[Exercise requirements]
In the following material, identify every line holding the string "producer" and return it.

▬▬▬▬▬▬

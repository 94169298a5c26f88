//! Domain events fanned out to live subscriptions.
//!
//! Events are produced by the persistence layer after a successful write and
//! handed to the event dispatcher, which routes them to matching
//! subscriptions. They are treated as immutable once constructed.

use crate::identity::Identity;
use chrono::{DateTime, Utc};
use serde::{Deserialize, Serialize};

/// The three event channels the backend produces.
#[derive(Clone, Copy, Debug, PartialEq, Eq, Hash, Serialize, Deserialize)]
pub enum EventKind {
    /// A command was created for a device.
    CommandInsert,
    /// An existing command's status or result changed.
    CommandUpdate,
    /// A device published a notification.
    NotificationInsert,
}

impl EventKind {
    /// Bus topic this kind of event is published on.
    #[must_use]
    pub const fn topic(self) -> &'static str {
        match self {
            Self::CommandInsert => "command-events",
            Self::CommandUpdate => "command-update-events",
            Self::NotificationInsert => "notification-events",
        }
    }
}

/// A single domain event keyed by the device that emitted or owns it.
#[derive(Clone, Debug, Serialize, Deserialize)]
pub struct DeviceEvent {
    /// The event-source key: the device this event belongs to.
    pub device_id: String,

    /// Which channel the event belongs to.
    pub kind: EventKind,

    /// Command or notification name, matched against subscription filters.
    pub name: String,

    /// Event parameters as produced by the domain layer.
    pub payload: serde_json::Value,

    /// Resolved principal that produced the event.
    pub producer: Identity,

    /// When the event was produced.
    pub timestamp: DateTime<Utc>,
}

impl DeviceEvent {
    /// Create an event stamped with the current time.
    #[must_use]
    pub fn new(
        device_id: impl Into<String>,
        kind: EventKind,
        name: impl Into<String>,
        payload: serde_json::Value,
        producer: Identity,
    ) -> Self {
        Self {
            device_id: device_id.into(),
            kind,
            name: name.into(),
            payload,
            producer,
            timestamp: Utc::now(),
        }
    }
}
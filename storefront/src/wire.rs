//! Storefront Ajax API payloads (`/cart.js`, `/products.json`,
//! `/cart/add.js`, `/cart/change.js`).

use std::collections::BTreeMap;

use free_sample::cart::{sample_attributes, Attributes, CartLine, CartSnapshot};
use free_sample::catalog::CatalogProduct;
use free_sample::scalars::ID;
use serde::{Deserialize, Serialize};

/// Body of `GET /cart.js`. Prices are in minor units.
#[derive(Clone, Debug, Deserialize, PartialEq)]
pub struct AjaxCart {
    #[serde(default)]
    pub items: Vec<AjaxLineItem>,
    pub items_subtotal_price: u64,
}

#[derive(Clone, Debug, Deserialize, PartialEq)]
pub struct AjaxLineItem {
    /// Line item key, stable across quantity changes.
    pub key: String,
    /// Variant id.
    pub id: u64,
    pub product_id: u64,
    pub quantity: u64,
    pub price: u64,
    #[serde(default)]
    pub properties: Option<BTreeMap<String, serde_json::Value>>,
}

impl AjaxLineItem {
    /// Line properties as string attributes. Non-string values are dropped.
    fn attributes(&self) -> Attributes {
        self.properties
            .iter()
            .flatten()
            .filter_map(|(key, value)| value.as_str().map(|v| (key.clone(), v.to_string())))
            .collect()
    }
}

impl From<AjaxCart> for CartSnapshot {
    fn from(cart: AjaxCart) -> Self {
        let lines = cart
            .items
            .iter()
            .map(|item| CartLine {
                line_id: item.key.clone(),
                product_id: item.product_id.to_string(),
                variant_id: item.id.to_string(),
                quantity: item.quantity,
                unit_price_minor_units: item.price,
                attributes: item.attributes(),
            })
            .collect();
        CartSnapshot::new(lines, cart.items_subtotal_price)
    }
}

/// Body of `GET /products.json`.
#[derive(Clone, Debug, Deserialize, PartialEq)]
pub struct ProductsPage {
    #[serde(default)]
    pub products: Vec<AjaxProduct>,
}

#[derive(Clone, Debug, Deserialize, PartialEq)]
pub struct AjaxProduct {
    pub id: u64,
    pub title: String,
    pub handle: String,
    #[serde(default)]
    pub tags: Vec<String>,
    #[serde(default)]
    pub variants: Vec<AjaxVariant>,
    #[serde(default)]
    pub images: Vec<AjaxImage>,
}

#[derive(Clone, Debug, Deserialize, PartialEq)]
pub struct AjaxVariant {
    pub id: u64,
}

#[derive(Clone, Debug, Deserialize, PartialEq)]
pub struct AjaxImage {
    pub src: String,
}

impl AjaxProduct {
    /// Products without a variant cannot be added to a cart and are skipped.
    pub fn into_catalog_product(self) -> Option<CatalogProduct> {
        let variant = self.variants.first()?;
        Some(CatalogProduct {
            product_id: self.id.to_string(),
            variant_id: variant.id.to_string(),
            image_url: self.images.into_iter().next().map(|image| image.src),
            title: self.title,
            handle: self.handle,
            tags: self.tags,
        })
    }
}

impl ProductsPage {
    pub fn into_catalog(self) -> Vec<CatalogProduct> {
        self.products
            .into_iter()
            .filter_map(AjaxProduct::into_catalog_product)
            .collect()
    }
}

/// Body of `POST /cart/add.js`.
#[derive(Clone, Debug, Serialize, PartialEq)]
pub struct AddItemRequest {
    pub id: ID,
    pub quantity: u64,
    pub properties: Attributes,
}

impl AddItemRequest {
    /// One unit of `variant_id`, carrying the sample line attribute.
    pub fn sample(variant_id: impl Into<ID>) -> Self {
        Self {
            id: variant_id.into(),
            quantity: 1,
            properties: sample_attributes(),
        }
    }
}

/// Body of `POST /cart/change.js`, addressing the line by its key.
#[derive(Clone, Debug, Serialize, PartialEq)]
pub struct ChangeLineRequest {
    pub id: String,
    pub quantity: u64,
}

#[cfg(test)]
mod tests {
    use super::*;

    #[test]
    fn test_cart_json_to_snapshot() {
        let cart: AjaxCart = serde_json::from_str(
            r#"{
                "items_subtotal_price": 9000,
                "items": [
                    {
                        "key": "111:abc",
                        "id": 111,
                        "product_id": 11,
                        "quantity": 2,
                        "price": 4500,
                        "properties": null
                    },
                    {
                        "key": "222:def",
                        "id": 222,
                        "product_id": 22,
                        "quantity": 1,
                        "price": 0,
                        "properties": { "_free_sample": "true", "_gift_count": 3 }
                    }
                ]
            }"#,
        )
        .unwrap();

        let snapshot = CartSnapshot::from(cart);
        assert_eq!(snapshot.subtotal_minor_units, 9000);
        assert_eq!(snapshot.lines[0].line_id, "111:abc");
        assert!(!snapshot.lines[0].is_sample());
        assert_eq!(snapshot.lines[1].variant_id, "222");
        assert!(snapshot.lines[1].is_sample());
        assert_eq!(snapshot.lines[1].attributes.len(), 1);
    }

    #[test]
    fn test_products_json_to_catalog() {
        let page: ProductsPage = serde_json::from_str(
            r#"{
                "products": [
                    {
                        "id": 1,
                        "title": "Lip Balm Mini",
                        "handle": "lip-balm-mini",
                        "tags": ["free-sample"],
                        "variants": [{ "id": 101 }, { "id": 102 }],
                        "images": [{ "src": "https://cdn.shopify.com/lip.png" }]
                    },
                    { "id": 2, "title": "Gift Card", "handle": "gift-card", "variants": [] }
                ]
            }"#,
        )
        .unwrap();

        let catalog = page.into_catalog();
        assert_eq!(catalog.len(), 1);
        assert_eq!(catalog[0].variant_id, "101");
        assert_eq!(
            catalog[0].image_url.as_deref(),
            Some("https://cdn.shopify.com/lip.png")
        );
        assert!(catalog[0].is_sample_eligible());
    }

    #[test]
    fn test_sample_add_payload_is_exact() {
        let body = serde_json::to_string(&AddItemRequest::sample("40123")).unwrap();
        assert_eq!(
            body,
            r#"{"id":"40123","quantity":1,"properties":{"_free_sample":"true"}}"#
        );
    }
}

▬▬▬▬▬▬

[Response]
    pub producer: Identity,
        producer: Identity,
            producer,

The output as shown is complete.